### Task requirements
Return each line of the listing that contains the string "derive".

### Source material
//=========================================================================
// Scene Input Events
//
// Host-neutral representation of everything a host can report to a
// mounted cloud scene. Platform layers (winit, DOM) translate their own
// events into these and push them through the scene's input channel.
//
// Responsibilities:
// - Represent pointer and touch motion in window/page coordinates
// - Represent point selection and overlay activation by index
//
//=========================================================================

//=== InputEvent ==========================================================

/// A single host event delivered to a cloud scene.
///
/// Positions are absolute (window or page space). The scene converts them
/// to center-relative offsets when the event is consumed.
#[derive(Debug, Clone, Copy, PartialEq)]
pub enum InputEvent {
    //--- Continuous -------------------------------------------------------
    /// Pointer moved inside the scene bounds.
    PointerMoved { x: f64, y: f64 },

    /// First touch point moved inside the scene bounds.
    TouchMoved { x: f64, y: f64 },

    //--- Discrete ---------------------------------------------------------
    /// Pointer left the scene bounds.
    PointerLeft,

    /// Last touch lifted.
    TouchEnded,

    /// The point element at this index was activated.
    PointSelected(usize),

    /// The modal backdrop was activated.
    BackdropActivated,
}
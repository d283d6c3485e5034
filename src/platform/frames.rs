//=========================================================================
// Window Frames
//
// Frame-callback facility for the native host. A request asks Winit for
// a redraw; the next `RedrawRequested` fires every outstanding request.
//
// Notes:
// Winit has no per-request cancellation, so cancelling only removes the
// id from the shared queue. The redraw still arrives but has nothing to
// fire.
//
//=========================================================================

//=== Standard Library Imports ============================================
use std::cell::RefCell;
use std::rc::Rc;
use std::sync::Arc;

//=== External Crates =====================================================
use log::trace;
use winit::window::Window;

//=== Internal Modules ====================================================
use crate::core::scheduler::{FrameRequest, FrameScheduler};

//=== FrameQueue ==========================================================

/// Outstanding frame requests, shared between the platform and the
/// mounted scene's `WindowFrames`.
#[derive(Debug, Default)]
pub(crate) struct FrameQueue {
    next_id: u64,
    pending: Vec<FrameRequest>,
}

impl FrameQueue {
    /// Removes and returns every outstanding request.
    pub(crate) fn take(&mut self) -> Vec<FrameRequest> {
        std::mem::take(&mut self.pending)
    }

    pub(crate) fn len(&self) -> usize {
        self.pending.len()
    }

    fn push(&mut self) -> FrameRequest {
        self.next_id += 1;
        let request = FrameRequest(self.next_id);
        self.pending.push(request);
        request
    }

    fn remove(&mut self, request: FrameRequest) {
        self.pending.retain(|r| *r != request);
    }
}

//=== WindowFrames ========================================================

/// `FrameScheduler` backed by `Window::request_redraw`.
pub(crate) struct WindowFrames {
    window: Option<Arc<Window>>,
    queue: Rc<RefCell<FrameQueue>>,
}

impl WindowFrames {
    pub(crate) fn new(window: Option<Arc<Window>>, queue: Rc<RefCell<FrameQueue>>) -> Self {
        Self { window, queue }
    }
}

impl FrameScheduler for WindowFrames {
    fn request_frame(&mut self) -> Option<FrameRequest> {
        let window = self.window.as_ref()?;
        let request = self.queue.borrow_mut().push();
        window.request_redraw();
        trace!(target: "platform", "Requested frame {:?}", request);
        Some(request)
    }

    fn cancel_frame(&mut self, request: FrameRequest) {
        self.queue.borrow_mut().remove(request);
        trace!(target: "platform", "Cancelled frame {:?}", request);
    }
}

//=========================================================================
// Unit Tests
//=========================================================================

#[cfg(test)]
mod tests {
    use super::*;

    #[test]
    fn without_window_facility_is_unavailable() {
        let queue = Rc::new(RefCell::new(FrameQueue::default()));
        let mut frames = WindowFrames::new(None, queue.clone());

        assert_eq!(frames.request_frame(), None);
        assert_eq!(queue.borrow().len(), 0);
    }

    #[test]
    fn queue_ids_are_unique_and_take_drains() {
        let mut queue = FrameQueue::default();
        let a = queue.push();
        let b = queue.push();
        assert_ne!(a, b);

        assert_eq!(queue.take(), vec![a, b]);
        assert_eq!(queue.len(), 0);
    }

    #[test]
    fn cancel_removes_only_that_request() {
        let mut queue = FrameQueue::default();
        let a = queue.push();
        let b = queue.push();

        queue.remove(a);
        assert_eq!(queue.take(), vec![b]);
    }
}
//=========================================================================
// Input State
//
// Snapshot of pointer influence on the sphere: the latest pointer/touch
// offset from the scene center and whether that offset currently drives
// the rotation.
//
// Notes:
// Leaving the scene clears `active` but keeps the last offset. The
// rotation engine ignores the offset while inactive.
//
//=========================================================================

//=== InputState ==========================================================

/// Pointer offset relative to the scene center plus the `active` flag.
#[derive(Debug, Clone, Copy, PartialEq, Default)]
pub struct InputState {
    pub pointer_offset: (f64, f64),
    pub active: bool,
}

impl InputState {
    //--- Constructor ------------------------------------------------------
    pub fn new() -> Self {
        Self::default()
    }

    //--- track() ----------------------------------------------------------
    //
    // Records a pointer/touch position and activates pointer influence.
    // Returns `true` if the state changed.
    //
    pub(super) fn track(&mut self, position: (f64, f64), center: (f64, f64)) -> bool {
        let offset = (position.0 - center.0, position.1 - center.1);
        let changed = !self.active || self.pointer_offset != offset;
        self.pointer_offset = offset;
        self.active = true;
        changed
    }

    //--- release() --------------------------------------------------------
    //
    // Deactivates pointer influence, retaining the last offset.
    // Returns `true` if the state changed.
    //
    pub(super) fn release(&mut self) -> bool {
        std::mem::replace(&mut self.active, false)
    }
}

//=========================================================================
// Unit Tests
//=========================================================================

### Finished task
#[derive(Debug, Clone, Copy, PartialEq)]
#[derive(Debug, Default)]
#[derive(Debug, Clone, Copy, PartialEq, Default)]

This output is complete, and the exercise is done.